A baixa volatilidade das stablecoins as tornou uma escolha popular entre os traders de criptomoedas que desejam transferir fundos entre plataformas ou entrar e sair de posições.
Elas também se tornaram mais benéficas para empresas que desejam efetuar pagamentos digitais mais rápidos e econômicos, e para investidores que desejam negociar e liquidar ativos tradicionais, como títulos, usando a tecnologia blockchain.
A stablecoin Oddo BHF SCA – Detalhes
Relatórios indicam que a Oddo BHF tem colaborado com a empresa de tecnologia criptográfica Fireblocks para criar o instrumento.
A União Europeia adotou as novas regulamentações para criptomoedas. Prevê-se que a stablecoin seja estruturada de acordo com as regulamentações da UE, o que representará uma oportunidade para o Oddo prosperar.
Este projeto surge como um complemento à unidade de criptoativos da Société Générale SA na França, mercado de origem da Oddo. O mercado já emitiu uma stablecoin denominada em euros, conhecida como EUR Convertible.
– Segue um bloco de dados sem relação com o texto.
//! Growable ring buffer backing a single conversation history
//!
//! A fixed-capacity slot array addressed by `head`/`tail` cursors, with a
//! parallel array of cached byte sizes. Removing from the front advances
//! `head` in O(1) per slot; the O(n) procedures (defragmentation, growth)
//! are isolated here and invoked rarely. The derived indices and the
//! memory counter are updated in the same critical section as every slot
//! mutation, always through the single eviction routine.

use chrono::{DateTime, Utc};
use tracing::debug;

use crate::message::MessageRef;

use super::index::{IdIndex, TimeIndex};

/// Backing storage for one history: slots, cursors, indices, counters
///
/// Invariants: `0 <= head <= tail <= capacity`; every slot in
/// `[head, tail)` is live (`Some`) unless explicitly cleared by eviction;
/// `memory_bytes` equals the sum of cached sizes of live slots.
#[derive(Debug)]
pub(super) struct MessageStore {
    /// Slot array; a `None` entry is empty (never written or evicted)
    pub(super) slots: Vec<Option<MessageRef>>,

    /// Cached byte-cost per slot, parallel to `slots`
    pub(super) sizes: Vec<u64>,

    /// First live slot
    pub(super) head: usize,

    /// One past the last live slot
    pub(super) tail: usize,

    /// Identifier index over live slots
    pub(super) id_index: IdIndex,

    /// Minute-bucketed time index over live slots
    pub(super) time_index: TimeIndex,

    /// Sum of cached sizes of live slots
    pub(super) memory_bytes: u64,

    /// Capacity ceiling derived from the count limit, if one is configured
    grow_cap: Option<usize>,
}

impl MessageStore {
    pub(super) fn new(initial_capacity: usize, enable_indexing: bool, max_messages: usize) -> Self {
        let grow_cap = if max_messages > 0 {
            Some(max_messages + max_messages / 10)
        } else {
            None
        };

        Self {
            slots: vec![None; initial_capacity],
            sizes: vec![0; initial_capacity],
            head: 0,
            tail: 0,
            id_index: IdIndex::new(enable_indexing),
            time_index: TimeIndex::new(),
            memory_bytes: 0,
            grow_cap,
        }
    }

    /// Number of live messages
    pub(super) fn len(&self) -> usize {
        self.tail - self.head
    }

    pub(super) fn is_empty(&self) -> bool {
        self.head == self.tail
    }

    pub(super) fn capacity(&self) -> usize {
        self.slots.len()
    }

    pub(super) fn memory_bytes(&self) -> u64 {
        self.memory_bytes
    }

    pub(super) fn contains_id(&self, id: &str) -> bool {
        self.id_index.contains(id)
    }

    /// Look up a message by identifier, defending against stale entries
    pub(super) fn get_by_id(&self, id: &str) -> Option<&MessageRef> {
        let slot = self.id_index.get(id)?;
        if slot < self.head || slot >= self.tail {
            return None;
        }
        self.slots[slot].as_ref()
    }

    /// Iterate the live range in insertion order
    pub(super) fn iter_live(&self) -> impl Iterator<Item = &MessageRef> {
        self.slots[self.head..self.tail]
            .iter()
            .filter_map(|slot| slot.as_ref())
    }

    /// Write a record at `tail`; the caller must have ensured room
    pub(super) fn push(&mut self, msg: MessageRef, size: u64) {
        let slot = self.tail;
        self.id_index.insert(msg.id(), slot);
        if let Some(meta) = msg.metadata() {
            self.time_index.insert(meta.timestamp, slot);
        }
        self.slots[slot] = Some(msg);
        self.sizes[slot] = size;
        self.tail += 1;
        self.memory_bytes += size;
    }

    /// Clear one slot: memory counter, identifier index, and slot together
    ///
    /// Every removal path funnels through here so the derived structures
    /// can never disagree about what is live.
    pub(super) fn evict_slot(&mut self, slot: usize) {
        self.memory_bytes = self.memory_bytes.saturating_sub(self.sizes[slot]);
        if let Some(msg) = self.slots[slot].take() {
            self.id_index.remove(msg.id());
        }
        self.sizes[slot] = 0;
    }

    /// Evict every slot in `[head, new_head)` and advance the cursor
    pub(super) fn evict_through(&mut self, new_head: usize) {
        for slot in self.head..new_head {
            self.evict_slot(slot);
        }
        self.head = new_head;
    }

    /// First live slot whose timestamp is at or after `cutoff`
    ///
    /// The time index supplies a starting position: buckets strictly
    /// before the cutoff minute can only hold older messages, so slots
    /// before the smallest qualifying entry are already expired (records
    /// without a timestamp count as expired here, as they carry no
    /// evidence of recency). Returns `tail` when everything is older.
    pub(super) fn first_at_or_after(&self, cutoff: DateTime<Utc>) -> usize {
        if self.is_empty() {
            return self.head;
        }

        let start = self
            .time_index
            .first_slot_at_or_after(TimeIndex::bucket_of(cutoff), self.head)
            .unwrap_or(self.tail);

        for slot in start..self.tail {
            if let Some(msg) = &self.slots[slot] {
                if let Some(meta) = msg.metadata() {
                    if meta.timestamp >= cutoff {
                        return slot;
                    }
                }
            }
        }

        self.tail
    }

    /// Make room for `extra` more records at `tail`
    ///
    /// Prefers defragmentation when the live range fits the current
    /// capacity (reclaims trailing space for one copy pass), otherwise
    /// grows the backing arrays. Never drops data.
    pub(super) fn ensure_room_for(&mut self, extra: usize) {
        if self.tail + extra <= self.capacity() {
            return;
        }
        if self.head > 0 && self.len() + extra <= self.capacity() {
            self.defragment();
            return;
        }
        self.grow_for(extra);
    }

    /// Relocate all live slots down to index 0 and rebuild both indices
    pub(super) fn defragment(&mut self) {
        let active = self.len();
        if active == 0 {
            self.head = 0;
            self.tail = 0;
            return;
        }
        if self.head == 0 {
            return;
        }

        debug!(active, head = self.head, "defragmenting history buffer");

        for i in 0..active {
            let src = self.head + i;
            self.slots[i] = self.slots[src].take();
            self.sizes[i] = self.sizes[src];
            self.sizes[src] = 0;
        }

        self.head = 0;
        self.tail = active;
        self.rebuild_indices();
    }

    /// Grow the backing arrays, copying the live range to the front
    fn grow_for(&mut self, extra: usize) {
        let active = self.len();
        let needed = active + extra;
        let mut new_capacity = (self.capacity() * 2).max(needed + needed / 10);
        if let Some(cap) = self.grow_cap {
            // Respect the configured ceiling, but never allocate less than
            // the pending write needs.
            new_capacity = new_capacity.min(cap).max(needed);
        }

        debug!(
            old_capacity = self.capacity(),
            new_capacity, active, "growing history buffer"
        );

        let mut slots = vec![None; new_capacity];
        let mut sizes = vec![0u64; new_capacity];
        for i in 0..active {
            slots[i] = self.slots[self.head + i].take();
            sizes[i] = self.sizes[self.head + i];
        }

        self.slots = slots;
        self.sizes = sizes;
        self.head = 0;
        self.tail = active;
        self.rebuild_indices();
    }

    /// Rebuild both derived indices from the live range
    fn rebuild_indices(&mut self) {
        self.id_index.clear();
        self.time_index.clear();
        for slot in self.head..self.tail {
            if let Some(msg) = &self.slots[slot] {
                self.id_index.insert(msg.id(), slot);
                if let Some(meta) = msg.metadata() {
                    self.time_index.insert(meta.timestamp, slot);
                }
            }
        }
    }

    /// Reset to empty: cursors, indices, and the memory counter
    pub(super) fn clear(&mut self) {
        for slot in self.head..self.tail {
            self.slots[slot] = None;
            self.sizes[slot] = 0;
        }
        self.head = 0;
        self.tail = 0;
        self.id_index.clear();
        self.time_index.clear();
        self.memory_bytes = 0;
    }
}
//! Message records and the boundary the engine consumes them through
//!
//! The history engine is deliberately incurious about message records: it
//! needs an identifier, a role, optional content, an optional creation
//! timestamp, a validation hook, and a canonical encoding for size
//! estimation. Everything else (field layout, sanitization, wire formats)
//! belongs to the calling layer. [`ChatMessage`] is the minimal concrete
//! record shipped with the crate so it is usable and testable on its own.

use std::fmt;
use std::sync::Arc;

use chrono::{DateTime, Utc};
use serde::{Deserialize, Serialize};
use thiserror::Error;
use uuid::Uuid;

/// Shared, immutable handle to a stored message record
///
/// Records are never mutated after insertion, so clones of this handle are
/// cheap and safe to hand out from read operations.
pub type MessageRef = Arc<dyn Message>;

/// The role a message was authored under
#[derive(Debug, Clone, Copy, PartialEq, Eq, Hash, Serialize, Deserialize)]
#[serde(rename_all = "lowercase")]
pub enum Role {
    /// System prompt or instruction
    System,

    /// End-user input
    User,

    /// Model output
    Assistant,

    /// Tool or function result
    Tool,

    /// Developer-authored instruction
    Developer,
}

impl fmt::Display for Role {
    fn fmt(&self, f: &mut fmt::Formatter<'_>) -> fmt::Result {
        let name = match self {
            Role::System => "system",
            Role::User => "user",
            Role::Assistant => "assistant",
            Role::Tool => "tool",
            Role::Developer => "developer",
        };
        write!(f, "{name}")
    }
}

/// Metadata attached to a message record
///
/// Only `timestamp` matters to the engine (age-based eviction and
/// time-bounded queries); the provenance fields ride along untouched.
/// A record without metadata is excluded from time-bounded queries.
#[derive(Debug, Clone, PartialEq, Serialize, Deserialize)]
pub struct MessageMetadata {
    /// When the message was created
    pub timestamp: DateTime<Utc>,

    /// Provider that produced the message, if any
    #[serde(skip_serializing_if = "Option::is_none")]
    pub provider: Option<String>,

    /// Model that produced the message, if any
    #[serde(skip_serializing_if = "Option::is_none")]
    pub model: Option<String>,

    /// Identifier of the user the message belongs to
    #[serde(skip_serializing_if = "Option::is_none")]
    pub user_id: Option<String>,

    /// Identifier of the session the message belongs to
    #[serde(skip_serializing_if = "Option::is_none")]
    pub session_id: Option<String>,

    /// Caller-defined extra fields
    #[serde(default, skip_serializing_if = "serde_json::Map::is_empty")]
    pub custom_fields: serde_json::Map<String, serde_json::Value>,
}

impl MessageMetadata {
    /// Create metadata stamped with the current time
    pub fn now() -> Self {
        Self::at(Utc::now())
    }

    /// Create metadata with an explicit creation timestamp
    pub fn at(timestamp: DateTime<Utc>) -> Self {
        Self {
            timestamp,
            provider: None,
            model: None,
            user_id: None,
            session_id: None,
            custom_fields: serde_json::Map::new(),
        }
    }
}

impl Default for MessageMetadata {
    fn default() -> Self {
        Self::now()
    }
}

/// Errors raised by a record's own validation
#[derive(Error, Debug, Clone, PartialEq, Eq)]
pub enum MessageError {
    /// The record has an empty identifier
    #[error("message ID must not be empty")]
    EmptyId,

    /// The record's role requires content it does not carry
    #[error("{role} message requires content")]
    MissingContent {
        /// Role of the offending record
        role: Role,
    },
}

/// The record interface the engine stores and queries
///
/// Implementations must be cheap to query: the engine calls `id()` and
/// `metadata()` on hot paths, and `to_json()` exactly once per insertion
/// to estimate the record's byte cost.
pub trait Message: fmt::Debug + Send + Sync {
    /// Unique identifier; must be non-empty for the record to be accepted
    fn id(&self) -> &str;

    /// Role the message was authored under
    fn role(&self) -> Role;

    /// Text content, if the record carries any
    fn content(&self) -> Option<&str>;

    /// Optional participant name
    fn name(&self) -> Option<&str>;

    /// Metadata, if the record carries any
    fn metadata(&self) -> Option<&MessageMetadata>;

    /// Validate the record's own field-level rules
    fn validate(&self) -> Result<(), MessageError>;

    /// Canonical JSON encoding, used for size estimation and snapshots
    fn to_json(&self) -> Result<String, serde_json::Error>;
}

/// Minimal concrete message record
#[derive(Debug, Clone, PartialEq, Serialize, Deserialize)]
pub struct ChatMessage {
    /// Unique identifier
    pub id: String,

    /// Authoring role
    pub role: Role,

    /// Text content
    #[serde(skip_serializing_if = "Option::is_none")]
    pub content: Option<String>,

    /// Optional participant name
    #[serde(skip_serializing_if = "Option::is_none")]
    pub name: Option<String>,

    /// Optional metadata
    #[serde(skip_serializing_if = "Option::is_none")]
    pub metadata: Option<MessageMetadata>,
}

impl ChatMessage {
    /// Create a message with a generated identifier and current timestamp
    pub fn new(role: Role, content: impl Into<String>) -> Self {
        Self {
            id: Uuid::new_v4().to_string(),
            role,
            content: Some(content.into()),
            name: None,
            metadata: Some(MessageMetadata::now()),
        }
    }

    /// Create a user message
    pub fn user(content: impl Into<String>) -> Self {
        Self::new(Role::User, content)
    }

    /// Create an assistant message
    pub fn assistant(content: impl Into<String>) -> Self {
        Self::new(Role::Assistant, content)
    }

    /// Create a system message
    pub fn system(content: impl Into<String>) -> Self {
        Self::new(Role::System, content)
    }

    /// Create a tool result message
    pub fn tool(content: impl Into<String>) -> Self {
        Self::new(Role::Tool, content)
    }

    /// Create a developer message
    pub fn developer(content: impl Into<String>) -> Self {
        Self::new(Role::Developer, content)
    }

    /// Replace the generated identifier
    pub fn with_id(mut self, id: impl Into<String>) -> Self {
        self.id = id.into();
        self
    }

    /// Set the participant name
    pub fn with_name(mut self, name: impl Into<String>) -> Self {
        self.name = Some(name.into());
        self
    }

    /// Replace the metadata
    pub fn with_metadata(mut self, metadata: MessageMetadata) -> Self {
        self.metadata = Some(metadata);
        self
    }

    /// Wrap the message in a shareable [`MessageRef`]
    pub fn into_ref(self) -> MessageRef {
        Arc::new(self)
    }
}

impl Message for ChatMessage {
    fn id(&self) -> &str {
        &self.id
    }

    fn role(&self) -> Role {
        self.role
    }

    fn content(&self) -> Option<&str> {
        self.content.as_deref()
    }

    fn name(&self) -> Option<&str> {
        self.name.as_deref()
    }

    fn metadata(&self) -> Option<&MessageMetadata> {
        self.metadata.as_ref()
    }

    fn validate(&self) -> Result<(), MessageError> {
        if self.id.is_empty() {
            return Err(MessageError::EmptyId);
        }
        // Assistant messages may legitimately carry no text (tool calls only).
        if self.role != Role::Assistant && self.content.is_none() {
            return Err(MessageError::MissingContent { role: self.role });
        }
        Ok(())
    }

    fn to_json(&self) -> Result<String, serde_json::Error> {
        serde_json::to_string(self)
    }
}
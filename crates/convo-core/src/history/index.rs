//! Derived indices over the message store
//!
//! Both structures are caches over the ring buffer's live range: they are
//! maintained incrementally on insert/evict and rebuilt wholesale whenever
//! slots are relocated (growth or defragmentation). Every entry's slot
//! value must stay within the live range `[head, tail)`; readers defend
//! against staleness anyway.

use std::collections::HashMap;

use chrono::{DateTime, Utc};

/// Map from message identifier to its current slot position
///
/// Disabled indexing turns this into a no-op shell: lookups miss and
/// duplicate identifiers go undetected, matching the configuration
/// contract that indexing is what pays for those guarantees.
#[derive(Debug)]
pub(super) struct IdIndex {
    enabled: bool,
    map: HashMap<String, usize>,
}

impl IdIndex {
    pub(super) fn new(enabled: bool) -> Self {
        Self {
            enabled,
            map: HashMap::new(),
        }
    }

    #[cfg(test)]
    pub(super) fn enabled(&self) -> bool {
        self.enabled
    }

    pub(super) fn contains(&self, id: &str) -> bool {
        self.map.contains_key(id)
    }

    pub(super) fn get(&self, id: &str) -> Option<usize> {
        self.map.get(id).copied()
    }

    pub(super) fn insert(&mut self, id: &str, slot: usize) {
        if self.enabled {
            self.map.insert(id.to_string(), slot);
        }
    }

    pub(super) fn remove(&mut self, id: &str) {
        self.map.remove(id);
    }

    pub(super) fn clear(&mut self) {
        self.map.clear();
    }

    #[cfg(test)]
    pub(super) fn len(&self) -> usize {
        self.map.len()
    }
}

/// Map from minute-granularity time bucket to slot positions
///
/// Accelerates "first message at or after cutoff" resolution: buckets
/// strictly before the cutoff minute can only hold expired messages, so a
/// scan may start at the smallest slot in any qualifying bucket instead of
/// at `head`. Stale buckets are pruned opportunistically during compaction.
#[derive(Debug, Default)]
pub(super) struct TimeIndex {
    buckets: HashMap<i64, Vec<usize>>,
}

impl TimeIndex {
    pub(super) fn new() -> Self {
        Self::default()
    }

    /// Bucket key for a timestamp: unix seconds grouped by minute
    pub(super) fn bucket_of(timestamp: DateTime<Utc>) -> i64 {
        timestamp.timestamp().div_euclid(60)
    }

    pub(super) fn insert(&mut self, timestamp: DateTime<Utc>, slot: usize) {
        self.buckets
            .entry(Self::bucket_of(timestamp))
            .or_default()
            .push(slot);
    }

    /// Drop every bucket with a key strictly below `bucket`
    pub(super) fn prune_before(&mut self, bucket: i64) {
        self.buckets.retain(|key, _| *key >= bucket);
    }

    /// Smallest live slot in any bucket at or after `bucket`
    ///
    /// Entries below `min_slot` are evicted leftovers and are ignored.
    pub(super) fn first_slot_at_or_after(&self, bucket: i64, min_slot: usize) -> Option<usize> {
        self.buckets
            .iter()
            .filter(|(key, _)| **key >= bucket)
            .flat_map(|(_, slots)| slots.iter().copied())
            .filter(|slot| *slot >= min_slot)
            .min()
    }

    pub(super) fn clear(&mut self) {
        self.buckets.clear();
    }

    #[cfg(test)]
    pub(super) fn bucket_count(&self) -> usize {
        self.buckets.len()
    }
}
A reestruturação também foi concluída em conformidade com as novas regulamentações da UE.
Considera-se que a Oddo tem capacidade para gerir a stablecoin, uma vez que contava com aproximadamente 3.000 funcionários e mais de 140 mil milhões de euros (147 mil milhões de dólares) em ativos de clientes sob gestão no final de 2023.
No ano passado, gerou um lucro bancário líquido de 806 milhões de euros (1,02 mil milhões de euros) e é detido maioritariamente pela família Oddo.
Segundo informações, a Oddo atua em três setores principais: Private banking, gestão de ativos e banco de investimento e corporativo.
A ascensão do mercado de stablecoins
As stablecoins agora fazem parte dos mercados do programa de criptoativos, o que deve incentivar um aumento na atividade de bancos e outras instituições financeiras. Elas têm como objetivo manter um valor consistente em relação a um ativo como o dólar ou o euro e estão se tornando cada vez mais comuns.
Em outubro, a Stripe Inc. anunciou sua intenção de adquirir a Bridge, uma startup. A Stripe, sob a liderança do CEO Patrick Collison, adquirirá a Bridge por US$ 1,1 bilhão.
Além disso, o DWS Group do Deutsche Bank AG, a criadora de mercado holandesa Flow Traders Ltd. e a gestora de fundos de criptomoedas Galaxy Digital Holdings Ltd. criaram uma nova empresa, a AllUnity. A empresa pretende emitir uma stablecoin denominada em euros.
Além disso, a Robinhood Markets Inc. e a Revolut Ltd., duas das startups fintech de maior sucesso, estariam considerando a introdução de stablecoins.
No entanto, relatos sugerem que a promoção de diversas stablecoins tem sido fácil. Entrantes no mercado, como o PayPal Holdings Inc., encontraram dificuldades. De acordo com o Coingecko, apenas seis tokens alcançaram um valor de mercado superior a US$ 1 bilhão.
No entanto, o USDT da Tether não teve esse problema. O principal instrumento da Tether está em US$ 140 bilhões, tendo adicionado aproximadamente US$ 20 bilhões desde a eleição de Donald Trump para a Casa Branca no início de novembro.
Segundo dados da CoinGecko, a capitalização de mercado das stablecoins hoje é de US$ 207 bilhões e representa 5,38% da capitalização total do mercado de criptomoedas.